Übrigens: I’m not the only one who thinks hydrogen engines could be the answer.
Toyota, a Japanese carmaker, confirmed last week that it was also testing hydrogen combustion technology on race cars, as it works towards hydrogen engines in future commercial products.
Toyota already manufactures hydrogen-fuel cell vehicles. They are growing in popularity, especially in Japan, where there is an established hydrogen fuel bus network.
They are, however, like other electric vehicles, very expensive — and their highly technical, sensitive components render them impractical for large machinery.
These problems can be overcome by hydrogen combustion. It is important that Toyota is moving away from hydrogen fuel cells and moving towards hydrogen engines.
Two things are needed to produce green hydrogen: electricity, and water.
Electrolysis is a process that separates hydrogen molecules from oxygen.
The electricity required to power the process can be generated using solar or wind power. For example, wind farms are able to generate electricity at night.
Since electricity is difficult to store, much of the power generated by wind energy after dark or during the weekend currently goes unused — so harnessing it for green hydrogen production makes excellent economic sense.
Although we produce a small amount of hydrogen, we are not producing enough to fuel the world’s cars and machinery, heat its homes, or power its industry.
Hydrogen engines will be much more affordable than electric options, which can be expensive, heavy, and difficult to recycle. Pictured: Lord Bamford and Mr Johnson
However, there is still a lot of potential. We have the potential to make infinite amounts of hydrogen, if necessary.
It could be easily generated in those countries of the Middle East that have benefited hugely from oil production — because they also have limitless sunshine, which could be used for the solar-powered electricity that can be diverted into electrolysing plants.
This could be a powerful incentive to countries such as Saudi Arabia not to produce oil. Morocco is a leader in solar power, having already made significant investments.
I would love to see Britain leading the hydrogen revolution. It will require huge reservoirs of water… which we have plenty of.
We will import it from abroad in the interim to get green hydrogen production moving.

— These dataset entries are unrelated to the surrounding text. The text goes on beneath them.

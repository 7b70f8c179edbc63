//! Scoring configuration: mode, index weights, and the optional `.eppi.toml`.

use serde::{Deserialize, Serialize};
use std::fs;
use std::path::Path;

use crate::errors::ScoreError;

/// How the engine treats unrecognized wire spellings.
#[derive(Debug, Clone, Copy, PartialEq, Eq, Default, Serialize, Deserialize)]
#[serde(rename_all = "lowercase")]
pub enum ScoringMode {
    /// Original behavior: an unrecognized spelling or unmatched hazard
    /// combination contributes zero to its term and scoring completes.
    #[default]
    Compat,
    /// Fail fast: the first unrecognized spelling aborts with a
    /// [`ScoreError`].
    Strict,
}

impl ScoringMode {
    pub fn is_strict(&self) -> bool {
        matches!(self, ScoringMode::Strict)
    }
}

/// Weights combining the Environmental Index and the practicality score into
/// the total. Must each lie in [0,1] and sum to 1.
#[derive(Debug, Clone, Copy, PartialEq, Serialize, Deserialize)]
pub struct IndexWeights {
    #[serde(default = "default_ei_weight")]
    pub ei: f64,
    #[serde(default = "default_practicality_weight")]
    pub practicality: f64,
}

fn default_ei_weight() -> f64 {
    0.5
}

fn default_practicality_weight() -> f64 {
    0.5
}

impl Default for IndexWeights {
    fn default() -> Self {
        Self {
            ei: default_ei_weight(),
            practicality: default_practicality_weight(),
        }
    }
}

impl IndexWeights {
    /// Validate ranges and that the weights sum to 1.0 (small float tolerance).
    pub fn validate(&self) -> Result<(), ScoreError> {
        for (name, value) in [("ei", self.ei), ("practicality", self.practicality)] {
            if !(0.0..=1.0).contains(&value) {
                return Err(ScoreError::InvalidWeights(format!(
                    "{} weight must be between 0.0 and 1.0, got {}",
                    name, value
                )));
            }
        }
        let sum = self.ei + self.practicality;
        if (sum - 1.0).abs() > 0.001 {
            return Err(ScoreError::InvalidWeights(format!(
                "weights must sum to 1.0, but sum to {:.3}",
                sum
            )));
        }
        Ok(())
    }
}

/// Full scoring configuration, loadable from `.eppi.toml`.
#[derive(Debug, Clone, Default, PartialEq, Serialize, Deserialize)]
pub struct ScoreConfig {
    #[serde(default)]
    pub mode: ScoringMode,
    #[serde(default)]
    pub weights: IndexWeights,
}

impl ScoreConfig {
    /// Strict-mode configuration with default weights.
    pub fn strict() -> Self {
        Self {
            mode: ScoringMode::Strict,
            ..Self::default()
        }
    }

    /// Load configuration from a TOML file.
    pub fn from_path(path: &Path) -> anyhow::Result<Self> {
        let content = fs::read_to_string(path)?;
        let config: Self = toml::from_str(&content)?;
        config.weights.validate()?;
        Ok(config)
    }

    /// Load `.eppi.toml` from the working directory if present, otherwise
    /// defaults.
    pub fn load() -> anyhow::Result<Self> {
        let path = Path::new(".eppi.toml");
        if path.exists() {
            Self::from_path(path)
        } else {
            Ok(Self::default())
        }
    }
}
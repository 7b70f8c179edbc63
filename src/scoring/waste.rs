//! Waste scorer: volume base plus biodegradability and treatment modifiers.

use crate::config::ScoringMode;
use crate::errors::ScoreError;
use crate::profile::{WasteProfile, WasteTreatment, WasteVolume};

use super::{clamp_score, resolve_term};

fn volume_base(value: &WasteVolume) -> Option<f64> {
    match value {
        WasteVolume::LessThanOne => Some(100.0),
        WasteVolume::OneToTen => Some(90.0),
        WasteVolume::TenToHundred => Some(60.0),
        WasteVolume::MoreThanHundred => Some(35.0),
        WasteVolume::Other(_) => None,
    }
}

fn treatment_modifier(value: &WasteTreatment) -> Option<f64> {
    match value {
        WasteTreatment::None => Some(-5.0),
        WasteTreatment::LessThanTen => Some(10.0),
        WasteTreatment::MoreThanTen => Some(20.0),
        WasteTreatment::Other(_) => None,
    }
}

/// Score the waste section, clamped to [0,100].
pub fn score_waste(profile: &WasteProfile, mode: ScoringMode) -> Result<f64, ScoreError> {
    let mut score = resolve_term(
        volume_base(&profile.volume),
        mode,
        "waste.volume",
        profile.volume.as_str(),
    )?;

    score += if profile.biodegradable { 10.0 } else { -10.0 };

    score += resolve_term(
        treatment_modifier(&profile.treatment),
        mode,
        "waste.treatment",
        profile.treatment.as_str(),
    )?;

    Ok(clamp_score(score))
}
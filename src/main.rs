use anyhow::Result;
use clap::Parser;
use eppi::cli::{Cli, Commands};
use eppi::commands::{init_config, run_score, write_template, ScoreCommandConfig};

fn main() -> Result<()> {
    env_logger::init();
    let cli = Cli::parse();

    match cli.command {
        Commands::Score {
            profile,
            format,
            output,
            strict,
            config,
            verbosity,
        } => run_score(ScoreCommandConfig {
            profile,
            format,
            output,
            strict,
            config,
            verbosity,
        }),
        Commands::Init { force } => init_config(force),
        Commands::Template { output } => write_template(output.as_deref()),
    }
}
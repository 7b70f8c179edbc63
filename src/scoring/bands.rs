//! Interpretation bands for the three indices.
//!
//! Band enums are ordered best-first so ordering comparisons read like tier
//! comparisons. Two historical threshold tables exist for the Environmental
//! Index and two label sets for the total; the report and gauge surfaces
//! diverged long ago and both are kept as separate entry points until the
//! product decides which one wins.

use serde::{Deserialize, Serialize};

/// Environmental Index interpretation band.
#[derive(Debug, Clone, Copy, PartialEq, Eq, PartialOrd, Ord, Serialize, Deserialize)]
pub enum EiBand {
    IdealGreen,
    MinimalImpact,
    ConsiderableImpact,
    SeriousImpact,
}

impl EiBand {
    /// Display label.
    pub fn label(&self) -> &'static str {
        match self {
            EiBand::IdealGreen => "Ideal Green Method",
            EiBand::MinimalImpact => "Minimal Impact",
            EiBand::ConsiderableImpact => "Considerable Impact",
            EiBand::SeriousImpact => "Serious Impact",
        }
    }

    /// UI color-class identifier.
    pub fn css_class(&self) -> &'static str {
        match self {
            EiBand::IdealGreen => "dark-green",
            EiBand::MinimalImpact => "light-green",
            EiBand::ConsiderableImpact => "yellow",
            EiBand::SeriousImpact => "red",
        }
    }
}

/// EI bands as shown in the main report: 90/85/65 thresholds.
pub fn classify_ei_report(score: f64) -> EiBand {
    if score >= 90.0 {
        EiBand::IdealGreen
    } else if score >= 85.0 {
        EiBand::MinimalImpact
    } else if score >= 65.0 {
        EiBand::ConsiderableImpact
    } else {
        EiBand::SeriousImpact
    }
}

/// EI bands as shown on the gauge surface: 85/70/55 thresholds.
pub fn classify_ei_gauge(score: f64) -> EiBand {
    if score >= 85.0 {
        EiBand::IdealGreen
    } else if score >= 70.0 {
        EiBand::MinimalImpact
    } else if score >= 55.0 {
        EiBand::ConsiderableImpact
    } else {
        EiBand::SeriousImpact
    }
}

/// Performance Practicality Index interpretation band.
#[derive(Debug, Clone, Copy, PartialEq, Eq, PartialOrd, Ord, Serialize, Deserialize)]
pub enum PpiBand {
    Excellent,
    Acceptable,
    Impractical,
}

impl PpiBand {
    pub fn label(&self) -> &'static str {
        match self {
            PpiBand::Excellent => "Excellent",
            PpiBand::Acceptable => "Acceptable",
            PpiBand::Impractical => "Impractical",
        }
    }

    pub fn css_class(&self) -> &'static str {
        match self {
            PpiBand::Excellent => "dark-green",
            PpiBand::Acceptable => "yellow",
            PpiBand::Impractical => "red",
        }
    }
}

/// PPI bands: 75/50 thresholds.
pub fn classify_ppi(score: f64) -> PpiBand {
    if score >= 75.0 {
        PpiBand::Excellent
    } else if score >= 50.0 {
        PpiBand::Acceptable
    } else {
        PpiBand::Impractical
    }
}

/// Total (EPPI) interpretation band.
///
/// The report and gauge surfaces share thresholds but label the bands
/// differently; both label sets are exposed.
#[derive(Debug, Clone, Copy, PartialEq, Eq, PartialOrd, Ord, Serialize, Deserialize)]
pub enum TotalBand {
    HighlyRecommended,
    Recommended,
    NeedsImprovement,
    NotRecommended,
}

impl TotalBand {
    /// Report-surface label.
    pub fn label(&self) -> &'static str {
        match self {
            TotalBand::HighlyRecommended => "Highly Recommended",
            TotalBand::Recommended => "Recommended",
            TotalBand::NeedsImprovement => "Needs Improvement",
            TotalBand::NotRecommended => "Not Recommended",
        }
    }

    /// Gauge-surface label.
    pub fn gauge_label(&self) -> &'static str {
        match self {
            TotalBand::HighlyRecommended => "Ideal Method",
            TotalBand::Recommended => "Good Method",
            TotalBand::NeedsImprovement => "Needs Improvement",
            TotalBand::NotRecommended => "Critical Concerns",
        }
    }

    pub fn css_class(&self) -> &'static str {
        match self {
            TotalBand::HighlyRecommended => "dark-green",
            TotalBand::Recommended => "light-green",
            TotalBand::NeedsImprovement => "yellow",
            TotalBand::NotRecommended => "red",
        }
    }
}

/// Total bands for the report surface: 75/50/25 thresholds.
pub fn classify_total_report(score: f64) -> TotalBand {
    if score >= 75.0 {
        TotalBand::HighlyRecommended
    } else if score >= 50.0 {
        TotalBand::Recommended
    } else if score >= 25.0 {
        TotalBand::NeedsImprovement
    } else {
        TotalBand::NotRecommended
    }
}

/// Total bands for the gauge surface. Thresholds currently match the report
/// table; kept separate because the surfaces have diverged before.
pub fn classify_total_gauge(score: f64) -> TotalBand {
    if score >= 75.0 {
        TotalBand::HighlyRecommended
    } else if score >= 50.0 {
        TotalBand::Recommended
    } else if score >= 25.0 {
        TotalBand::NeedsImprovement
    } else {
        TotalBand::NotRecommended
    }
}
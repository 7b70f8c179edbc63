//! The `score` command: profile in, report out.

use anyhow::{Context, Result};
use std::fs::File;
use std::io::{self, Write};
use std::path::PathBuf;

use crate::config::{ScoreConfig, ScoringMode};
use crate::io::output::{create_writer, OutputFormat, ScoreReport};
use crate::io::read_profile;
use crate::scoring::pipeline::score_method_detailed;

/// Resolved options for one `score` invocation.
#[derive(Debug)]
pub struct ScoreCommandConfig {
    pub profile: PathBuf,
    pub format: OutputFormat,
    pub output: Option<PathBuf>,
    pub strict: bool,
    pub config: Option<PathBuf>,
    pub verbosity: u8,
}

/// Load configuration, score the profile, and write the report.
pub fn run_score(cmd: ScoreCommandConfig) -> Result<()> {
    let mut config = match &cmd.config {
        Some(path) => ScoreConfig::from_path(path)
            .with_context(|| format!("failed to load config {}", path.display()))?,
        None => ScoreConfig::load()?,
    };
    if cmd.strict {
        config.mode = ScoringMode::Strict;
    }

    let profile = read_profile(&cmd.profile)?;
    let (result, breakdown) = score_method_detailed(&profile, &config)
        .with_context(|| format!("failed to score {}", cmd.profile.display()))?;

    let breakdown = (cmd.verbosity > 0).then_some(breakdown);
    let report = ScoreReport::new(result, breakdown);

    let mut writer = match &cmd.output {
        Some(path) => {
            let file = File::create(path)
                .with_context(|| format!("failed to create {}", path.display()))?;
            create_writer(cmd.format, file)
        }
        None => create_writer(cmd.format, io::stdout()),
    };
    writer.write_report(&report)?;
    io::stdout().flush()?;
    Ok(())
}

Earlier this week, I was delighted that JCB, in partnership with Ryze Hydrogen — a hydrogen production and distribution firm owned by my son, Jo Bamford — reached an agreement with Australia’s Fortescue Future Industries, to buy 10 per cent of their global green hydrogen production for use in the UK.
This is a significant step forward in the direction of green hydrogen becoming a viable solution.

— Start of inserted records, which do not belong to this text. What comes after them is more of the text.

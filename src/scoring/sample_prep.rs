//! Sample-preparation scorer.
//!
//! Three main components (pre-synthesis, sampling procedure, extraction) are
//! averaged, then the unclamped other-conditions modifier is added on top.

use serde::Serialize;

use crate::config::ScoringMode;
use crate::errors::ScoreError;
use crate::profile::{
    AdsorbentAmount, AdsorbentNature, ExtractionSolvent, InstrumentRequirements, SamplePrepProfile,
    SampleThroughput, SolventVolume, Temperature, Yield,
};

use super::{clamp_score, resolve_term};

/// Per-component values behind the sample-preparation score.
#[derive(Debug, Clone, Copy, PartialEq, Serialize)]
#[serde(rename_all = "camelCase")]
pub struct SamplePrepBreakdown {
    pub pre_synthesis: f64,
    pub sampling: f64,
    pub extraction: f64,
    /// Additive modifier, not averaged; may be negative.
    pub other_conditions: f64,
    pub score: f64,
}

fn yield_modifier(value: &Yield) -> Option<f64> {
    match value {
        Yield::High => Some(10.0),
        Yield::Moderate => Some(5.0),
        Yield::Low => Some(-5.0),
        Yield::Other(_) => None,
    }
}

fn temperature_modifier(value: &Temperature) -> Option<f64> {
    match value {
        Temperature::High => Some(-10.0),
        Temperature::Room => Some(-5.0),
        Temperature::Low => Some(5.0),
        Temperature::Other(_) => None,
    }
}

/// Hazard-style flags reward absence (+5) and penalize presence (-5).
fn flag_modifier(present: bool) -> f64 {
    if present {
        -5.0
    } else {
        5.0
    }
}

fn sampling_base(value: &InstrumentRequirements) -> Option<f64> {
    match value {
        InstrumentRequirements::None => Some(100.0),
        InstrumentRequirements::Minimal => Some(90.0),
        InstrumentRequirements::Moderate => Some(80.0),
        InstrumentRequirements::Extensive => Some(70.0),
        InstrumentRequirements::Other(_) => None,
    }
}

fn solvent_modifier(value: &ExtractionSolvent) -> Option<f64> {
    match value {
        ExtractionSolvent::Complete => Some(10.0),
        ExtractionSolvent::Partial => Some(5.0),
        ExtractionSolvent::NonGreen => Some(-10.0),
        ExtractionSolvent::Other(_) => None,
    }
}

fn solvent_volume_modifier(value: &SolventVolume) -> Option<f64> {
    match value {
        SolventVolume::LessThanTenth => Some(10.0),
        SolventVolume::TenthToOne => Some(5.0),
        SolventVolume::OneToTen => Some(-5.0),
        SolventVolume::MoreThanTen => Some(-10.0),
        SolventVolume::Other(_) => None,
    }
}

fn adsorbent_nature_modifier(value: &AdsorbentNature) -> Option<f64> {
    match value {
        AdsorbentNature::Renewable => Some(5.0),
        AdsorbentNature::NonRenewable => Some(0.0),
        AdsorbentNature::Other(_) => None,
    }
}

fn adsorbent_amount_modifier(value: &AdsorbentAmount) -> Option<f64> {
    match value {
        AdsorbentAmount::LessThanHalf => Some(10.0),
        AdsorbentAmount::HalfToOne => Some(5.0),
        AdsorbentAmount::MoreThanOne => Some(-10.0),
        AdsorbentAmount::Other(_) => None,
    }
}

fn throughput_modifier(value: &SampleThroughput) -> Option<f64> {
    match value {
        SampleThroughput::High => Some(5.0),
        SampleThroughput::Moderate => Some(0.0),
        SampleThroughput::Low => Some(-5.0),
        SampleThroughput::Other(_) => None,
    }
}

fn pre_synthesis_component(
    profile: &SamplePrepProfile,
    mode: ScoringMode,
) -> Result<f64, ScoreError> {
    if !profile.pre_synthesis.is_yes() && profile.pre_synthesis.is_known() {
        return Ok(100.0);
    }
    if mode.is_strict() && !profile.pre_synthesis.is_known() {
        return Err(ScoreError::unknown(
            "samplePrep.preSynthesis",
            profile.pre_synthesis.as_str(),
        ));
    }

    let mut score = 75.0;
    score += resolve_term(
        yield_modifier(&profile.synthesis_yield),
        mode,
        "samplePrep.yield",
        profile.synthesis_yield.as_str(),
    )?;
    score += resolve_term(
        temperature_modifier(&profile.temperature),
        mode,
        "samplePrep.temperature",
        profile.temperature.as_str(),
    )?;
    score += flag_modifier(profile.purification);
    score += flag_modifier(profile.energy_consumption);
    score += flag_modifier(profile.non_green_solvent);
    score += flag_modifier(profile.occupational_hazard);
    Ok(score.max(0.0))
}

fn sampling_component(profile: &SamplePrepProfile, mode: ScoringMode) -> Result<f64, ScoreError> {
    let base = resolve_term(
        sampling_base(&profile.instrument_requirements),
        mode,
        "samplePrep.instrumentRequirements",
        profile.instrument_requirements.as_str(),
    )?;
    Ok(base.max(0.0))
}

fn extraction_component(
    profile: &SamplePrepProfile,
    mode: ScoringMode,
) -> Result<f64, ScoreError> {
    if !profile.extraction_needed.is_yes() && profile.extraction_needed.is_known() {
        return Ok(100.0);
    }
    if mode.is_strict() && !profile.extraction_needed.is_known() {
        return Err(ScoreError::unknown(
            "samplePrep.extractionNeeded",
            profile.extraction_needed.as_str(),
        ));
    }

    let mut score = 70.0;
    score += resolve_term(
        solvent_modifier(&profile.solvent_type),
        mode,
        "samplePrep.solventType",
        profile.solvent_type.as_str(),
    )?;
    score += resolve_term(
        solvent_volume_modifier(&profile.solvent_volume),
        mode,
        "samplePrep.solventVolume",
        profile.solvent_volume.as_str(),
    )?;
    // Adsorbent fields only weigh in when the method actually uses one.
    if let Some(nature) = &profile.adsorbent_nature {
        score += resolve_term(
            adsorbent_nature_modifier(nature),
            mode,
            "samplePrep.adsorbentNature",
            nature.as_str(),
        )?;
    }
    if let Some(amount) = &profile.adsorbent_amount {
        score += resolve_term(
            adsorbent_amount_modifier(amount),
            mode,
            "samplePrep.adsorbentAmount",
            amount.as_str(),
        )?;
    }
    Ok(score.max(0.0))
}

fn other_conditions(profile: &SamplePrepProfile, mode: ScoringMode) -> Result<f64, ScoreError> {
    let mut modifier = 0.0;
    if profile.derivatization {
        modifier -= 10.0;
    }
    if profile.automated_preparation {
        modifier += 10.0;
    }
    modifier += resolve_term(
        throughput_modifier(&profile.sample_throughput),
        mode,
        "samplePrep.sampleThroughput",
        profile.sample_throughput.as_str(),
    )?;
    Ok(modifier)
}

/// Score the sample-preparation section.
///
/// The three main components are each floored at zero, averaged, and the
/// unclamped other-conditions modifier is added before the final clamp to
/// [0,100].
pub fn score_sample_prep(
    profile: &SamplePrepProfile,
    mode: ScoringMode,
) -> Result<SamplePrepBreakdown, ScoreError> {
    let pre_synthesis = pre_synthesis_component(profile, mode)?;
    let sampling = sampling_component(profile, mode)?;
    let extraction = extraction_component(profile, mode)?;
    let other = other_conditions(profile, mode)?;

    let score = clamp_score((pre_synthesis + sampling + extraction) / 3.0 + other);
    Ok(SamplePrepBreakdown {
        pre_synthesis,
        sampling,
        extraction,
        other_conditions: other,
        score,
    })
}

#[cfg(test)]
mod tests {
    use super::*;
    use crate::profile::YesNo;
    use pretty_assertions::assert_eq;

    fn base_profile() -> SamplePrepProfile {
        SamplePrepProfile::default()
    }

    #[test]
    fn greenest_profile_with_high_throughput_clamps_to_100() {
        // Components 100/100/100 average to 100, throughput adds 5, clamp wins.
        let profile = base_profile();
        let breakdown = score_sample_prep(&profile, ScoringMode::Compat).unwrap();
        assert_eq!(breakdown.pre_synthesis, 100.0);
        assert_eq!(breakdown.sampling, 100.0);
        assert_eq!(breakdown.extraction, 100.0);
        assert_eq!(breakdown.other_conditions, 5.0);
        assert_eq!(breakdown.score, 100.0);
    }

    #[test]
    fn pre_synthesis_modifiers_add_up() {
        let profile = SamplePrepProfile {
            pre_synthesis: YesNo::Yes,
            synthesis_yield: Yield::Moderate,
            temperature: Temperature::Room,
            purification: true,
            ..base_profile()
        };
        // 75 +5 -5 -5 +5 +5 +5 = 85
        let breakdown = score_sample_prep(&profile, ScoringMode::Compat).unwrap();
        assert_eq!(breakdown.pre_synthesis, 85.0);
    }

    #[test]
    fn pre_synthesis_with_every_hazard_present() {
        let profile = SamplePrepProfile {
            pre_synthesis: YesNo::Yes,
            synthesis_yield: Yield::Low,
            temperature: Temperature::High,
            purification: true,
            energy_consumption: true,
            non_green_solvent: true,
            occupational_hazard: true,
            ..base_profile()
        };
        // 75 -5 -10 -5*4 = 40
        let breakdown = score_sample_prep(&profile, ScoringMode::Compat).unwrap();
        assert_eq!(breakdown.pre_synthesis, 40.0);
    }

    #[test]
    fn sampling_is_a_direct_lookup() {
        for (requirement, expected) in [
            (InstrumentRequirements::None, 100.0),
            (InstrumentRequirements::Minimal, 90.0),
            (InstrumentRequirements::Moderate, 80.0),
            (InstrumentRequirements::Extensive, 70.0),
        ] {
            let profile = SamplePrepProfile {
                instrument_requirements: requirement,
                ..base_profile()
            };
            let breakdown = score_sample_prep(&profile, ScoringMode::Compat).unwrap();
            assert_eq!(breakdown.sampling, expected);
        }
    }

    #[test]
    fn extraction_modifiers_add_up() {
        let profile = SamplePrepProfile {
            extraction_needed: YesNo::Yes,
            solvent_type: ExtractionSolvent::Partial,
            solvent_volume: SolventVolume::TenthToOne,
            adsorbent_nature: Some(AdsorbentNature::Renewable),
            adsorbent_amount: Some(AdsorbentAmount::HalfToOne),
            ..base_profile()
        };
        // 70 +5 +5 +5 +5 = 90
        let breakdown = score_sample_prep(&profile, ScoringMode::Compat).unwrap();
        assert_eq!(breakdown.extraction, 90.0);
    }

    #[test]
    fn extraction_without_adsorbent_skips_those_modifiers() {
        let profile = SamplePrepProfile {
            extraction_needed: YesNo::Yes,
            solvent_type: ExtractionSolvent::NonGreen,
            solvent_volume: SolventVolume::MoreThanTen,
            ..base_profile()
        };
        // 70 -10 -10 = 50
        let breakdown = score_sample_prep(&profile, ScoringMode::Compat).unwrap();
        assert_eq!(breakdown.extraction, 50.0);
    }

    #[test]
    fn other_conditions_can_go_negative() {
        let profile = SamplePrepProfile {
            derivatization: true,
            sample_throughput: SampleThroughput::Low,
            ..base_profile()
        };
        let breakdown = score_sample_prep(&profile, ScoringMode::Compat).unwrap();
        assert_eq!(breakdown.other_conditions, -15.0);
        assert_eq!(breakdown.score, 85.0);
    }

    #[test]
    fn unknown_yield_scores_zero_in_compat_mode() {
        let profile = SamplePrepProfile {
            pre_synthesis: YesNo::Yes,
            synthesis_yield: Yield::Other("hgih".to_string()),
            ..base_profile()
        };
        // 75 +0 -5 +5 +5 +5 +5 = 90
        let breakdown = score_sample_prep(&profile, ScoringMode::Compat).unwrap();
        assert_eq!(breakdown.pre_synthesis, 90.0);
    }

    #[test]
    fn unknown_yield_errors_in_strict_mode() {
        let profile = SamplePrepProfile {
            pre_synthesis: YesNo::Yes,
            synthesis_yield: Yield::Other("hgih".to_string()),
            ..base_profile()
        };
        let err = score_sample_prep(&profile, ScoringMode::Strict).unwrap_err();
        assert_eq!(err, ScoreError::unknown("samplePrep.yield", "hgih"));
    }

    #[test]
    fn strict_mode_accepts_fully_known_profile() {
        let profile = SamplePrepProfile {
            pre_synthesis: YesNo::Yes,
            extraction_needed: YesNo::Yes,
            ..base_profile()
        };
        assert!(score_sample_prep(&profile, ScoringMode::Strict).is_ok());
    }
}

Transporting hydrogen shouldn’t be a problem. It may not be straightforward to convert hydrogen gas to liquid, since it must be cooled down to around minus 253c.
However, once it is in liquid form, it can be easily stored and transported in bulk.
It can also be made into ammonia by adding nitrogen. Ammonia can be easily transported. Ammonia can be transported easily and converted to pure hydrogen by cracking.
The gas itself can also be piped through existing natural gas channels and could even fuel ordinary central heating systems with a few adjustments — no need for hugely expensive, ineffective heat pumps.
With the right infrastructure, green hydrogen gas can be easily transported from electrolysis plants to tankers and refuelling stations for vehicles in our country.
Hydrogen production is not always clean. But that doesn’t mean it has to be. There are endless possibilities for solar and wind-powered electricity in the future.
Many geologists believe it is possible that pure gas reserves, also known as ‘gold hydrogen,’ are hidden in the Earth’s crust and ready to be extracted.
What are we waiting for?
This might sound all too good to true. The simplicity of the idea is breathtaking.
It’s an opportunity you don’t want to miss.
Climate change may be the biggest problem humanity has ever faced — but hydrogen engines could well be mankind’s greatest solution yet.
Since 1975, Anthony Bamford has been the chairman of JCB.